Opini

PETAHANA DALAM PUSARAN KONFLIK KEPENTINGAN PILKADA

381
×

PETAHANA DALAM PUSARAN KONFLIK KEPENTINGAN PILKADA

Sebarkan artikel ini
Aswan Ali

Untuk membahas persoalan tersebut kita perlu  melihat contoh kasus di beberapa daerah, dimana terdapat petahana yang melanggar ketentuan Pasal 71 ayat (2) tersebut, namun kemudian diloloskan oleh Bawaslu dan KPU setempat sebagai calon dengan alasan oleh karena yang bersangkutan  (paslon petahana) telah mencabut SK penggantian pejabat  dan mengembalikan lagi pejabat tersebut  ke posisi jabatannya semula. Salah satu daerah yang mengalami peristiwa seperti itu yakni Kota Kupang di NTT.  Sang petahana Walikota Kupang  Jonas Salean ternyata diloloskan sebagai salah satu  Paslon,  padahal  sebelumnya tanpa persetujuan tertulis dari Menteri  ia telah melakukan penggantian pejabat dengan melantik beberapa pejabat eselon di Pemkot Kupang, dalam waktu  kurang dari 6 (enam) bulan sebelum penetapan Paslon Pilkada.

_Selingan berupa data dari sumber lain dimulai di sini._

use crate::AutomationError;
use serde::{Deserialize, Deserializer};
use std::time::Duration;

/// Parse human-readable duration strings such as "500ms", "1s", "1.5s" or "2m".
/// A bare number is taken as milliseconds.
pub fn parse_duration(input: &str) -> Result<Duration, AutomationError> {
    let input = input.trim();

    if let Ok(ms) = input.parse::<u64>() {
        return Ok(Duration::from_millis(ms));
    }

    let (number_part, unit_part) = split_number_and_unit(input)?;
    let value: f64 = number_part.parse().map_err(|_| {
        AutomationError::InvalidConfig(format!("invalid number in duration: {number_part}"))
    })?;
    if !value.is_finite() || value < 0.0 {
        return Err(AutomationError::InvalidConfig(format!(
            "duration must be a non-negative number: {input}"
        )));
    }

    let multiplier = match unit_part {
        "ms" | "milliseconds" | "millisecond" => 1.0,
        "s" | "sec" | "secs" | "second" | "seconds" => 1000.0,
        "m" | "min" | "mins" | "minute" | "minutes" => 60_000.0,
        _ => {
            return Err(AutomationError::InvalidConfig(format!(
                "unknown time unit: {unit_part}"
            )))
        }
    };

    Ok(Duration::from_millis((value * multiplier).round() as u64))
}

fn split_number_and_unit(input: &str) -> Result<(&str, &str), AutomationError> {
    let split_pos = input
        .char_indices()
        .find(|(_, ch)| ch.is_alphabetic())
        .map(|(i, _)| i)
        .unwrap_or(input.len());

    let number_part = input[..split_pos].trim();
    let unit_part = input[split_pos..].trim();

    if number_part.is_empty() {
        return Err(AutomationError::InvalidConfig(format!(
            "no numeric value in duration: {input:?}"
        )));
    }

    Ok((number_part, unit_part))
}

/// Serde adapter accepting either a duration string or an integer of milliseconds.
pub(crate) fn deserialize<'de, D>(deserializer: D) -> Result<Duration, D::Error>
where
    D: Deserializer<'de>,
{
    #[derive(Deserialize)]
    #[serde(untagged)]
    enum Raw {
        Millis(u64),
        Text(String),
    }

    match Raw::deserialize(deserializer)? {
        Raw::Millis(ms) => Ok(Duration::from_millis(ms)),
        Raw::Text(text) => parse_duration(&text).map_err(serde::de::Error::custom),
    }
}

#[cfg(test)]
mod tests {
    use super::*;

    #[test]
    fn test_parse_duration_milliseconds() {
        assert_eq!(parse_duration("500").unwrap(), Duration::from_millis(500));
        assert_eq!(parse_duration("250ms").unwrap(), Duration::from_millis(250));
    }

    #[test]
    fn test_parse_duration_seconds() {
        assert_eq!(parse_duration("1s").unwrap(), Duration::from_secs(1));
        assert_eq!(parse_duration("0.5s").unwrap(), Duration::from_millis(500));
        assert_eq!(parse_duration("30 seconds").unwrap(), Duration::from_secs(30));
    }

    #[test]
    fn test_parse_duration_minutes() {
        assert_eq!(parse_duration("2m").unwrap(), Duration::from_secs(120));
    }

    #[test]
    fn test_parse_duration_errors() {
        assert!(parse_duration("abc").is_err());
        assert!(parse_duration("10x").is_err());
        assert!(parse_duration("").is_err());
        assert!(parse_duration("-1s").is_err());
    }
}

Kasus tersebut sempat dipersoalkan oleh Paslon lainnya, namun Bawaslu NTT dan KPU serta Panwaslu  Kota Kupang tetap menindaklanjuti pencalonan  Jonas Salean  sebagai calon Walikota  Kupang  pada Pilkada 2017. Dasar yang dijadikan acuan oleh Bawaslu NTT dan KPU Kota Kupang  untuk meloloskan pencalonan  Jonas Salean selaku petahana, yaitu Surat Edaran (SE) Bawaslu RI No. 0649/K.Bawaslu/PM.06.00/X/2016 Tgl. 20 Oktober 2016 Perihal: Pedoman Penanganan Terkait Perbuatan Penggantian Pejabat sebagaimana diatur Pasal 71 ayat (2) UU No. 10 Tahun 2016, dimana isinya antara lain berbunyi, “Dalam hal gubernur atau wakil gubernur, bupati atau wakil bupati, walikota atau wakil walikota menerbitkan keputusan baru yang mengembalikan pejabat yang dipindahkan kepada posisi semula maka perbuatan penggantian pejabat tersebut tidak termasuk dalam ketentuan sebagaimana diatur dalam Pasal 71 UU No. 1 Tahun 2015 dan Pasal 71 UU No. 10 tahun 2016”.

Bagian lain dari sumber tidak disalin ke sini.